Vicky Thompson: 26:06 I do. I feel like it’s a special physical, and metaphorical place for me. Yeah.
Shane Hanlon: 26:14 That’s so nice.
Vicky Thompson: 26:15 I love sitting in my basement, and hearing great stories. And talking to you. It’s fun.
Shane Hanlon: 26:21 Yeah. And well, folks don’t… They see some of this or hear some of this in our stingers, or on the stuff. If you are not finding us on Instagram or TikTok, you can see… You should. Because you get to see us actually do this, if you’re interested in that. And some of our silly outtakes. But no, I agree with you.
26:40 This has been really great. And the reason why we’re waxing a little bit poetic about this is, this the final episode of our first season. Our first… Well, not kind of. Our first weekly release season. Yeah. This has been really great, Vicky.
Vicky Thompson: 26:53 Yeah. It has been great. It’s been super fun.
Shane Hanlon: 26:57 Good. Because, we’re doing it again. But in addition to all the wonderful people who made this season and episode happen, credit’s incoming, I want to thank all of you out there for listening. Vicky and I would do this regardless, if [inaudible 00:27:13] would allow us to do it. Because, this is fun for us. But it really means a lot for all of you out there listening, and responding. And engaging with us. And so just as a logistical thing, we’re going to take a couple months to start on season two.

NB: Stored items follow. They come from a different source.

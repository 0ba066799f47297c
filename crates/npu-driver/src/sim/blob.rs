// Copyright (c) 2025 Dimitris Kafetzis
//
// Licensed under the MIT License.
// See LICENSE file in the project root for full license information.
//
// SPDX-License-Identifier: MIT

//! Blob format understood by [`super::SimDriver`].
//!
//! ```text
//! [magic "NPUSIM01"][descriptor length: u32 LE][descriptor JSON][payload]
//! ```
//!
//! The descriptor lists the graph's arguments in declaration order, the
//! operations it was compiled from, and the bias byte the simulated kernel
//! adds to every element it copies. The payload is opaque to the device.

use crate::{DriverError, DriverResult};
use npu_common::{ArgumentMetadata, Operation};

/// Leading bytes of every simulator blob.
pub const SIM_BLOB_MAGIC: &[u8; 8] = b"NPUSIM01";

/// What the simulated device knows about a compiled graph.
#[derive(Debug, Clone, PartialEq, Eq, serde::Serialize, serde::Deserialize)]
pub struct SimGraphDesc {
    pub name: String,
    pub arguments: Vec<ArgumentMetadata>,
    pub operations: Vec<Operation>,
    pub bias: u8,
}

/// A decoded simulator blob.
#[derive(Debug, Clone, PartialEq, Eq)]
pub struct SimBlob {
    pub desc: SimGraphDesc,
    pub payload: Vec<u8>,
}

impl SimBlob {
    pub fn new(desc: SimGraphDesc, payload: Vec<u8>) -> Self {
        Self { desc, payload }
    }

    /// Returns `true` if `bytes` starts with the simulator magic.
    pub fn is_sim_blob(bytes: &[u8]) -> bool {
        bytes.starts_with(SIM_BLOB_MAGIC)
    }

    pub fn encode(&self) -> DriverResult<Vec<u8>> {
        let desc = serde_json::to_vec(&self.desc)
            .map_err(|e| DriverError::InvalidBlob(format!("descriptor: {e}")))?;
        let desc_len = u32::try_from(desc.len())
            .map_err(|_| DriverError::InvalidBlob("descriptor too large".into()))?;

        let mut out = Vec::with_capacity(SIM_BLOB_MAGIC.len() + 4 + desc.len() + self.payload.len());
        out.extend_from_slice(SIM_BLOB_MAGIC);
        out.extend_from_slice(&desc_len.to_le_bytes());
        out.extend_from_slice(&desc);
        out.extend_from_slice(&self.payload);
        Ok(out)
    }

    pub fn decode(bytes: &[u8]) -> DriverResult<Self> {
        if !Self::is_sim_blob(bytes) {
            return Err(DriverError::InvalidBlob("missing simulator magic".into()));
        }
        let rest = &bytes[SIM_BLOB_MAGIC.len()..];
        if rest.len() < 4 {
            return Err(DriverError::InvalidBlob("truncated descriptor length".into()));
        }
        let desc_len = u32::from_le_bytes([rest[0], rest[1], rest[2], rest[3]]) as usize;
        let rest = &rest[4..];
        if rest.len() < desc_len {
            return Err(DriverError::InvalidBlob(format!(
                "descriptor needs {desc_len} bytes, {} available",
                rest.len()
            )));
        }
        let desc: SimGraphDesc = serde_json::from_slice(&rest[..desc_len])
            .map_err(|e| DriverError::InvalidBlob(format!("descriptor: {e}")))?;
        Ok(Self {
            desc,
            payload: rest[desc_len..].to_vec(),
        })
    }
}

Vicky Thompson: 27:29 Can you tell us anything about season two? Can you reveal anything for everyone?
Shane Hanlon: 27:33 Sure. Yeah. We have some stuff nailed down. We’re going to have some more stories from NASA, which will be really exciting. We’re going to be talking climate change, and math. And trust me, it’s really going to be super interesting. We’re partnering with another organization to tell some really fun, and fascinating, and fantastic stories. And then, I know this is fall. I know it’s a ways for now, but this is how we plan these things. We’re going to dive into the science behind horror and science fiction around spooky season. Among other things. So they’re just the things we have listed on our slate already.
Vicky Thompson: 28:06 I’m so excited for what the next season will bring.
Shane Hanlon: 28:10 Yeah. No, I am too. In the meantime, we are going to still be releasing. Doing some re-releases. Some special releases in the pod on the feed, so be sure to pay attention to that. But for now, that is all from Third Pod from the Sun.
Vicky Thompson: 28:25 Special thanks to Ashley Hamer for conducting the interview. And to NASA for sponsoring the series.
Shane Hanlon: 28:31 This episode was produced by Jason Rodriguez, and me. With Audio engineering from Colin Warren, and artwork by Karen Romano Young.
Vicky Thompson: 28:38 We’d love to hear your thoughts. Please rate and review us. And you can find new episodes on your favorite podcasting app, or at thirdpodfromthe sun.com.
Shane Hanlon: 28:47 Thanks all, and we’ll see you next week.
28:55 Again, I don’t know what we’re doing.
Vicky Thompson: 28:57 So QVC channel… I feel like QVC, what would the title of our show be? QVC? We’re selling penny loafers, paper planners, Kindles.
Shane Hanlon: 29:10 Tailored suits.
Vicky Thompson: 29:11 And tailored suits. Anyway, it would just be a show just for us. I don’t even know what QVC shows are named anyway.
Shane Hanlon: 29:23 Back to being basic?
Vicky Thompson: 29:25 Back to being basic.
Shane Hanlon: 29:29 Back to, in parentheses, being the basics.
Vicky Thompson: 29:32 Yeah. That’s a good one.
Shane Hanlon: 29:34 That’s actually… That’d be it. It’d be back to being the basics.
Vicky Thompson: 29:36 I feel like that’s a brand of socks somehow.
Shane Hanlon: 29:39 What…
Vicky Thompson: 29:44 Third Pod from the Sun.
Shane Hanlon: 29:45 It feels like a knockoff pirate store.
Vicky Thompson: 29:48 Yeah.
Shane Hanlon: 29:50 Because, even… I know that’s the paper planning part of it. But just all those things together feel very of a piece, even though they are different wears. All right. Anyways…
Vicky Thompson: 30:05 Now I’m going to look at penny loafers this afternoon online.
Shane Hanlon: 30:09 I want this for you.